Connecticut’s law, which set a payment rate standard, is effective because there is no ambiguity, he said. States using this approach have varied between using some share of Medicare rates or in-network charges.

However, “arbitration allows individual circumstances to be accounted for,” Hoadley said.

In states that use arbitration, the process ends up being a last resort for health plans and providers because it incentivizes resolving the case through negotiation to avoid the arbitration expense.

In New York, where a comprehensive bill was enacted in 2015, researchers have found “a general degree of satisfaction” and no inflationary effect on provider rates, Hoadley said.

“That’s an encouraging sign,” he said.

Rep.
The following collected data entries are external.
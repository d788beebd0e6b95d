//! Tri-state column sorting.

use std::cmp::Ordering;

use chrono::{DateTime, Utc};
use serde::{Deserialize, Serialize};
use serde_json::Value;

use crate::domain::common::record::Record;
use crate::domain::common::time::parse_timestamp;

#[derive(Debug, Clone, Copy, PartialEq, Eq, Serialize, Deserialize)]
#[serde(rename_all = "lowercase")]
pub enum SortDirection {
    Asc,
    Desc,
}

/// Sort state of one table. `Unsorted` is the resting point of the
/// three-click cycle; an active sort always carries both key and direction,
/// so a direction without a key cannot be represented.
#[derive(Debug, Clone, Default, PartialEq, Eq)]
pub enum SortState {
    #[default]
    Unsorted,
    Active { key: String, direction: SortDirection },
}

impl SortState {
    /// Advance the cycle for a header click: a new column starts ascending,
    /// a second click flips to descending, a third returns to unsorted.
    #[must_use]
    pub fn cycle(&self, clicked: &str) -> SortState {
        match self {
            SortState::Active { key, direction } if key == clicked => match direction {
                SortDirection::Asc => SortState::Active {
                    key: key.clone(),
                    direction: SortDirection::Desc,
                },
                SortDirection::Desc => SortState::Unsorted,
            },
            _ => SortState::Active {
                key: clicked.to_string(),
                direction: SortDirection::Asc,
            },
        }
    }

    pub fn key(&self) -> Option<&str> {
        match self {
            SortState::Active { key, .. } => Some(key),
            SortState::Unsorted => None,
        }
    }

    pub fn direction(&self) -> Option<SortDirection> {
        match self {
            SortState::Active { direction, .. } => Some(*direction),
            SortState::Unsorted => None,
        }
    }
}

/// Sort records on `key`. Missing and null values land last in both
/// directions; only the defined-value comparison follows `direction`. The
/// underlying sort is stable, so pairs with no derivable order keep their
/// input positions.
pub fn sort_records(records: &mut [Record], key: &str, direction: SortDirection) {
    records.sort_by(|a, b| {
        match (a.defined(key), b.defined(key)) {
            (None, None) => Ordering::Equal,
            (None, Some(_)) => Ordering::Greater,
            (Some(_), None) => Ordering::Less,
            (Some(av), Some(bv)) => {
                let ord = compare_values(av, bv);
                match direction {
                    SortDirection::Asc => ord,
                    SortDirection::Desc => ord.reverse(),
                }
            }
        }
    });
}

/// Ascending comparison of two defined field values. Strings compare
/// case-insensitively with a case-sensitive tiebreak, numbers numerically;
/// anything else falls back to parsed timestamps when both sides yield one,
/// and compares equal otherwise.
fn compare_values(a: &Value, b: &Value) -> Ordering {
    match (a, b) {
        (Value::String(a), Value::String(b)) => compare_strings(a, b),
        (Value::Number(a), Value::Number(b)) => {
            let a = a.as_f64().unwrap_or(0.0);
            let b = b.as_f64().unwrap_or(0.0);
            a.partial_cmp(&b).unwrap_or(Ordering::Equal)
        }
        _ => match (timestamp_value(a), timestamp_value(b)) {
            (Some(a), Some(b)) => a.cmp(&b),
            _ => Ordering::Equal,
        },
    }
}

fn compare_strings(a: &str, b: &str) -> Ordering {
    a.to_lowercase()
        .cmp(&b.to_lowercase())
        .then_with(|| a.cmp(b))
}

/// Timestamp reading of a value for cross-type comparison. Numbers are
/// epoch milliseconds.
fn timestamp_value(value: &Value) -> Option<DateTime<Utc>> {
    match value {
        Value::String(s) => parse_timestamp(s),
        Value::Number(n) => n.as_i64().and_then(DateTime::from_timestamp_millis),
        _ => None,
    }
}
Joseph Morelle (D-N.Y.), who helped enact the New York measure when he served in the state legislature, said the law has resulted in only 800 arbitrations out of 7 million bills, while helping to settle about 2,000 billing disputes.

Morelle said out-of-network bills have declined by 34% and prices charged by in-network providers have dropped by 9% since the law took effect. Insurers, providers, and patient advocates told him that as a result of the law, “the system has changed for the better.”

Young, of the Brookings Institution, praised the New York law as comprehensive and transparent but criticized the hospital-backed legislation for guiding arbiters to focus on charges, which “has the potential to be inflationary over time.” Arbiters use a standard of 80% of the usual and customary charge, as determined by a state database.

“The problem with charges is they are not market-determined, so it is like saying, ‘The 80th percentile of your wish list to Santa,’” Young said. “Over time, there’s no constraint on your wish list to Santa.”

Schuman, of the American Benefits Council, agreed the New York law’s billed-rate approach “would fuel incentives for out-of-network providers to stay out of network and raise their charges.”